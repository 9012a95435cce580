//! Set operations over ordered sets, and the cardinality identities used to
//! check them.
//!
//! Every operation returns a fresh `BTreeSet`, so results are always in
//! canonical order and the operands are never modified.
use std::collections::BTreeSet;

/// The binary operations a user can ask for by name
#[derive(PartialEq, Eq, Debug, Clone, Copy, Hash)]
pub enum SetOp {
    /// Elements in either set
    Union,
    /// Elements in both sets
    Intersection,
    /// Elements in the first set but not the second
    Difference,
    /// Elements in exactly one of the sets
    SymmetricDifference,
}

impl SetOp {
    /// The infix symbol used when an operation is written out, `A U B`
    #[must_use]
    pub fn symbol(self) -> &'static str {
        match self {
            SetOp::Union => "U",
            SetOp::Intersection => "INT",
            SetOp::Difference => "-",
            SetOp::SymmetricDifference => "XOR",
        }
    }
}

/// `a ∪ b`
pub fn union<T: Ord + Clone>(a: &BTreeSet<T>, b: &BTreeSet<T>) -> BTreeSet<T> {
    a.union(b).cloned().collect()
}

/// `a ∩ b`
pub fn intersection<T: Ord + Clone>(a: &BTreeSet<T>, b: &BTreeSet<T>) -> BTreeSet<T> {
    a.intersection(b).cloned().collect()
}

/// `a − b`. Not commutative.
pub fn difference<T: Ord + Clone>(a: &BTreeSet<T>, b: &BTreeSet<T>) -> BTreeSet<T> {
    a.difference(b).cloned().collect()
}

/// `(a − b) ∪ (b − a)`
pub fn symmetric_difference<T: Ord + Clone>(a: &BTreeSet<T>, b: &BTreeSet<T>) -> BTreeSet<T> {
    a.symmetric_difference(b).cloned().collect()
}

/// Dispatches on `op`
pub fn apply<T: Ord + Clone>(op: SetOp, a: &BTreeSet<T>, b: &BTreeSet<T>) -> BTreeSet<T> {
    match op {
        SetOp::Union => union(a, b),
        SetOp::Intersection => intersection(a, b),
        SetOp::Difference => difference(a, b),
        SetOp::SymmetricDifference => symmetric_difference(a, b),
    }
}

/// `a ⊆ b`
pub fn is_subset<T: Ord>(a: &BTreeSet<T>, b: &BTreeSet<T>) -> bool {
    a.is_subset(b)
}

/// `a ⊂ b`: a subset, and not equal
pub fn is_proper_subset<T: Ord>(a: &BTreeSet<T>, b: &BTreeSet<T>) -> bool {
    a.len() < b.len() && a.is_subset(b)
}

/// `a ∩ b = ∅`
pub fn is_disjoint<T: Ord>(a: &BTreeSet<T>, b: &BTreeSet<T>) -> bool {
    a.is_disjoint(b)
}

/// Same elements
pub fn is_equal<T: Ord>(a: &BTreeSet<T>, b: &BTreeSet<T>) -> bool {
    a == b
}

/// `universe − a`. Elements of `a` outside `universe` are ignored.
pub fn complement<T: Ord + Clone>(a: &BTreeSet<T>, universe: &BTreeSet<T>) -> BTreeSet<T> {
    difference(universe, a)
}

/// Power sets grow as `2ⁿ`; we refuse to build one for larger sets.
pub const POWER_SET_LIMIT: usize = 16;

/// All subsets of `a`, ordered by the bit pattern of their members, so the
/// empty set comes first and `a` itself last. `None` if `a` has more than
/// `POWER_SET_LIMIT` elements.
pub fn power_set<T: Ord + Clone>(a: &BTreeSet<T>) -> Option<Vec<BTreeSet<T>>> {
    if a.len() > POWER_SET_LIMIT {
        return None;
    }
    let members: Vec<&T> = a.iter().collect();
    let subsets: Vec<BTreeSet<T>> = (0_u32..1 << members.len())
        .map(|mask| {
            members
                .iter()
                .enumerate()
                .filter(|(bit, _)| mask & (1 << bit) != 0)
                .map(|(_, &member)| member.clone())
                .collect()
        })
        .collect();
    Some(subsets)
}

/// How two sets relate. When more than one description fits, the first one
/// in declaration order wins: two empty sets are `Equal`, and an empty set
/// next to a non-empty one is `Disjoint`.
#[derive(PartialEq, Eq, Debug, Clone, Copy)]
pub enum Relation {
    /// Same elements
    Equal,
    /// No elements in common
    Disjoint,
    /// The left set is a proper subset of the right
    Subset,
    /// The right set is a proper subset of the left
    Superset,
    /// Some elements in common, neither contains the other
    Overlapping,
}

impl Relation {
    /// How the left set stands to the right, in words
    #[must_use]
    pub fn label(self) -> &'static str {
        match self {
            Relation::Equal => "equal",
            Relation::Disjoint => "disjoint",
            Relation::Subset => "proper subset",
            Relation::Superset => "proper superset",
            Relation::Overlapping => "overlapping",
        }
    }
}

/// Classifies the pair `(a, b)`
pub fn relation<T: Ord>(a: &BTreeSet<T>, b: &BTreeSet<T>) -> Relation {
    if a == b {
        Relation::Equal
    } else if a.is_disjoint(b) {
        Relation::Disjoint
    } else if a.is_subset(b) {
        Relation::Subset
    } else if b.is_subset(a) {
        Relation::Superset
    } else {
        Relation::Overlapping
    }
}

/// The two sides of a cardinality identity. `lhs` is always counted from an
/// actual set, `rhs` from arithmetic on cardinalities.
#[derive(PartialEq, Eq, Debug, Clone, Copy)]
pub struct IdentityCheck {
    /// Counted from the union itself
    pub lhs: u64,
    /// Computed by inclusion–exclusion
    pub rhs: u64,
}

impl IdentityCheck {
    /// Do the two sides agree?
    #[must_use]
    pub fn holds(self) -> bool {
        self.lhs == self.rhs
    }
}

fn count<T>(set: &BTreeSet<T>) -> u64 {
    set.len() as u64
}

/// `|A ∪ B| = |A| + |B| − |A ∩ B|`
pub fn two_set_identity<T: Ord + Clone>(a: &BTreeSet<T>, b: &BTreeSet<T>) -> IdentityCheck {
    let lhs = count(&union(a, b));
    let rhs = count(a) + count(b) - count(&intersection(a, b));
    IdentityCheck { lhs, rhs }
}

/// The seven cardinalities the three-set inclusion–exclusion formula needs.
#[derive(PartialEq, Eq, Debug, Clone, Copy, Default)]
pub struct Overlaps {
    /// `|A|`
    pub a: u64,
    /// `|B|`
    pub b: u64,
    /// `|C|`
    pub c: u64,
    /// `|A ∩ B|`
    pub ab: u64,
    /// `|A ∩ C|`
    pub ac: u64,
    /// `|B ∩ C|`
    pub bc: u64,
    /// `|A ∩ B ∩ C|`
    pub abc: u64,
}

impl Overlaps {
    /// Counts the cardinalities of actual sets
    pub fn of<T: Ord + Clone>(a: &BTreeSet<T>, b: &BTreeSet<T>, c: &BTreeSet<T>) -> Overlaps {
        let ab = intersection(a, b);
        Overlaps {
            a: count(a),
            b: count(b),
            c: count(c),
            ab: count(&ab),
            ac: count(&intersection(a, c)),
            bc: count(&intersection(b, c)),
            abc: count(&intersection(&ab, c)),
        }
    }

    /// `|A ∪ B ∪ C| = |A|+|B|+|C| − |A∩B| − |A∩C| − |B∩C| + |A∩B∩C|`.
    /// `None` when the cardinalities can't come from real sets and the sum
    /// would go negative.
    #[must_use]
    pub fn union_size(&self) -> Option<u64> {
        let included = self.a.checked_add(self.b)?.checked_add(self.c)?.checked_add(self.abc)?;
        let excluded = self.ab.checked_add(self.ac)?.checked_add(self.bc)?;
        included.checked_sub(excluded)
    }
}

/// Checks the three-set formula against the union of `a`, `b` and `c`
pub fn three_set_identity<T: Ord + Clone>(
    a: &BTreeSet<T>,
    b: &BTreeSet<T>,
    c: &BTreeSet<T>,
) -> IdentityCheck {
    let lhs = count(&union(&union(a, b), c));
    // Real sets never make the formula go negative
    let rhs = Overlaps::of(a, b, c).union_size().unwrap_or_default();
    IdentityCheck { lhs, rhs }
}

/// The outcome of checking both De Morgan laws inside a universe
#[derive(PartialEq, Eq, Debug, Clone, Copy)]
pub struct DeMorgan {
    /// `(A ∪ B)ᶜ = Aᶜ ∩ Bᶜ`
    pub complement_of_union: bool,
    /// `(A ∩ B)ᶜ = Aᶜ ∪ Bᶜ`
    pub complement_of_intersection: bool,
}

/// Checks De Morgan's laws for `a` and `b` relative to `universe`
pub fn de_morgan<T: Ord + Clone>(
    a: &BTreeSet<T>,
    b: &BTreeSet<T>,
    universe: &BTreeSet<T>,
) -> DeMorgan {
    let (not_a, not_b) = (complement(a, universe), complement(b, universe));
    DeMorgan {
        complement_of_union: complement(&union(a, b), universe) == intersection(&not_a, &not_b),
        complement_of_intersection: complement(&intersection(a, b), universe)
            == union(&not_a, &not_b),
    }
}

**Aim of the exercise**: Exactly how many lines of the listing hold the word "subsets"? Give the number with nothing else.

**Solution to this exercise**: 3